Figure 1 Imaging and clinical outcomes of the presented case. (A) A PET-CT scan shows increased uptake at the skin of the right elbow (SUV_max =2.8) (white arrow), while the intense area in the right posterior nasopharynx is suspected to represent acute inflammation. (B) Skin lesions presented as protruded, warm, red, and erosive masses. (C) Dose distribution for the convex surface area of the tumors using a single field of 6 MV photons with a 1.0 cm bolus covering the skin surface. (D) Reduction in tumor size and desiccation of the lesions on fraction 15/15, day 19 of radiotherapy. (E) A PET-CT scan shows complete remission 3 months after completing radiotherapy. (F) Complete remission was achieved without adverse effects 3 months after completing radiotherapy. PET-CT, positron emission tomography-computed tomography; SUV_max, standardized uptake value maximum.

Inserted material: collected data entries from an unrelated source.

//! Shared site store: fragments keyed by site name, persisted as JSON.
//!
//! The store is the hand-off point between the fetch phase and the page
//! composition phase. Fetch tasks run concurrently and each finishes with
//! one [`update`](SiteStore::update) call; composition starts only after
//! every task has joined and reads the completed snapshot back with
//! [`read_all`](SiteStore::read_all).
//!
//! Every update rewrites the whole JSON snapshot while holding the store
//! lock. The data set is small (a dozen sites, three fragments each), so
//! a full rewrite is simpler and safer than any partial-update scheme, and
//! the on-disk file doubles as a debugging artifact for a crashed run.
//!
//! The store only spans one run: [`destroy`](SiteStore::destroy) tears the
//! backing directory down once the pages are written.

use crate::errors::StoreError;
use crate::models::{DataKind, SiteRecord};
use std::collections::HashMap;
use std::path::{Path, PathBuf};
use tokio::sync::Mutex;
use tracing::{debug, instrument};

/// File name of the JSON snapshot inside the store directory.
pub const STORE_FILE: &str = "store.json";

/// Default store location, a dedicated subdirectory of the system temp dir.
pub fn default_store_dir() -> PathBuf {
    std::env::temp_dir().join("surfcast")
}

/// Concurrent site-keyed fragment store backed by a JSON file.
#[derive(Debug)]
pub struct SiteStore {
    dir: PathBuf,
    file: PathBuf,
    records: Mutex<HashMap<String, SiteRecord>>,
}

impl SiteStore {
    /// Creates the store directory and persists an empty snapshot.
    ///
    /// Failing here is fatal to the run; without a writable store there is
    /// nothing for the fetch tasks to write into.
    pub async fn open(dir: PathBuf) -> Result<Self, StoreError> {
        tokio::fs::create_dir_all(&dir).await?;
        let store = Self {
            file: dir.join(STORE_FILE),
            dir,
            records: Mutex::new(HashMap::new()),
        };
        {
            let records = store.records.lock().await;
            store.persist(&records).await?;
        }
        Ok(store)
    }

    /// The directory backing this store.
    pub fn dir(&self) -> &Path {
        &self.dir
    }

    /// Records one fragment for a site and persists the updated snapshot.
    ///
    /// The lock is held across the disk write so concurrent updates cannot
    /// interleave a stale snapshot over a newer one.
    #[instrument(level = "debug", skip_all, fields(site = %site, kind = %kind))]
    pub async fn update(&self, site: &str, kind: DataKind, fragment: String) -> Result<(), StoreError> {
        let mut records = self.records.lock().await;
        records.entry(site.to_string()).or_default().set(kind, fragment);
        self.persist(&records).await?;
        debug!(sites = records.len(), "Store snapshot persisted");
        Ok(())
    }

    /// Reads the persisted snapshot back as a site-name map.
    pub async fn read_all(&self) -> Result<HashMap<String, SiteRecord>, StoreError> {
        let _records = self.records.lock().await;
        let json = tokio::fs::read_to_string(&self.file).await?;
        Ok(serde_json::from_str(&json)?)
    }

    /// Removes the store directory and everything in it.
    pub async fn destroy(&self) -> Result<(), StoreError> {
        tokio::fs::remove_dir_all(&self.dir).await?;
        Ok(())
    }

    async fn persist(&self, records: &HashMap<String, SiteRecord>) -> Result<(), StoreError> {
        let json = serde_json::to_string_pretty(records)?;
        tokio::fs::write(&self.file, json).await?;
        Ok(())
    }
}

#[cfg(test)]
mod tests {
    use super::*;
    use std::sync::Arc;

    #[tokio::test]
    async fn test_open_creates_empty_snapshot() {
        let tmp = tempfile::tempdir().unwrap();
        let dir = tmp.path().join("store");
        let store = SiteStore::open(dir.clone()).await.unwrap();

        assert!(dir.join(STORE_FILE).is_file());
        assert!(store.read_all().await.unwrap().is_empty());
    }

    #[tokio::test]
    async fn test_update_persists_fragment() {
        let tmp = tempfile::tempdir().unwrap();
        let store = SiteStore::open(tmp.path().join("store")).await.unwrap();

        store
            .update("donghe", DataKind::Wind, "<div>wind</div>".to_string())
            .await
            .unwrap();

        let records = store.read_all().await.unwrap();
        assert_eq!(records.len(), 1);
        assert_eq!(records["donghe"].get(DataKind::Wind), Some("<div>wind</div>"));
        assert_eq!(records["donghe"].get(DataKind::Tide), None);

        // The snapshot on disk is the source of truth for composition.
        let raw = std::fs::read_to_string(tmp.path().join("store").join(STORE_FILE)).unwrap();
        assert!(raw.contains("donghe"));
    }

    #[tokio::test]
    async fn test_concurrent_updates_are_not_lost() {
        let tmp = tempfile::tempdir().unwrap();
        let store = Arc::new(SiteStore::open(tmp.path().join("store")).await.unwrap());

        let mut handles = Vec::new();
        for kind in [DataKind::Wind, DataKind::Tide, DataKind::Weather] {
            let store = Arc::clone(&store);
            handles.push(tokio::spawn(async move {
                store
                    .update("suao", kind, format!("<div>{kind}</div>"))
                    .await
                    .unwrap();
            }));
        }
        for handle in handles {
            handle.await.unwrap();
        }

        let records = store.read_all().await.unwrap();
        let record = &records["suao"];
        assert_eq!(record.get(DataKind::Wind), Some("<div>wind</div>"));
        assert_eq!(record.get(DataKind::Tide), Some("<div>tide</div>"));
        assert_eq!(record.get(DataKind::Weather), Some("<div>weather</div>"));
    }

    #[tokio::test]
    async fn test_updates_for_distinct_sites_coexist() {
        let tmp = tempfile::tempdir().unwrap();
        let store = Arc::new(SiteStore::open(tmp.path().join("store")).await.unwrap());

        let mut handles = Vec::new();
        for site in ["canggu", "sanur"] {
            let store = Arc::clone(&store);
            handles.push(tokio::spawn(async move {
                store
                    .update(site, DataKind::Tide, format!("<table>{site}</table>"))
                    .await
                    .unwrap();
            }));
        }
        for handle in handles {
            handle.await.unwrap();
        }

        let records = store.read_all().await.unwrap();
        assert_eq!(records.len(), 2);
        assert_eq!(records["canggu"].get(DataKind::Tide), Some("<table>canggu</table>"));
        assert_eq!(records["sanur"].get(DataKind::Tide), Some("<table>sanur</table>"));
    }

    #[tokio::test]
    async fn test_destroy_removes_backing_directory() {
        let tmp = tempfile::tempdir().unwrap();
        let dir = tmp.path().join("store");
        let store = SiteStore::open(dir.clone()).await.unwrap();

        store
            .update("daan", DataKind::Weather, "<table/>".to_string())
            .await
            .unwrap();
        store.destroy().await.unwrap();

        assert!(!dir.exists());
        assert!(store.read_all().await.is_err());
    }
}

ISRT to the right elbow was prescribed at 40.05 Gy in 15 fractions using a single-photon field with a 1.0 cm bolus to increase the surface dose. The gross tumor volume (GTV) was defined by wiring the lesion during simulation and contouring the high-density tissue on the simulation CT. A 2.5 cm margin was added to generate the field (Figure 1C). By the final day of RT, the lesions had reduced and dried out (Figure 1D). The skin lesions achieved CR on follow-up PET-CT [no fluorodeoxyglucose (FDG)-avid lesions, Deauville score =1] 3 months after completion of RT, except for acute grade 2 dermatitis observed during RT (Figure 1E,1F). A follow-up PET-CT one year later revealed relapsed lymphoma at the right tongue base, with histology and immunohistochemistry of the biopsy showing medium-sized lymphoid cells and scattered EBER-positive cells, favoring AITL (SUV_max =6.2) (Figure 2A). The patient underwent ISRT for an FDG-avid lesion at the tongue base with 37.5 Gy in 15 fractions, using a volumetric modulated arc therapy technique, and experienced grade 1–2 mucositis (Figure 2B). The clinical target volume (CTV) included the FDG-avid region, with a 0.5 cm margin added to create planning target volume (PTV) (Figure 2C). CR of the tongue base lesion was achieved 2 months after RT completion with no FDG-avidity in follow-up PET-CT scan (Figure 2D). The patient maintained CR of the right elbow and tongue base lesions at 26 and 8 months, respectively, with no FDG-avid lesions on follow-up PET-CT (Deauville score =1) after RT. At 52 months post-AITL diagnosis, the patient remained alive with stable lymphadenopathies in the left lower cervical nodes (SUV_max =3.32) and mediastinal lymph nodes (SUV_max =3.71) (Figure 3).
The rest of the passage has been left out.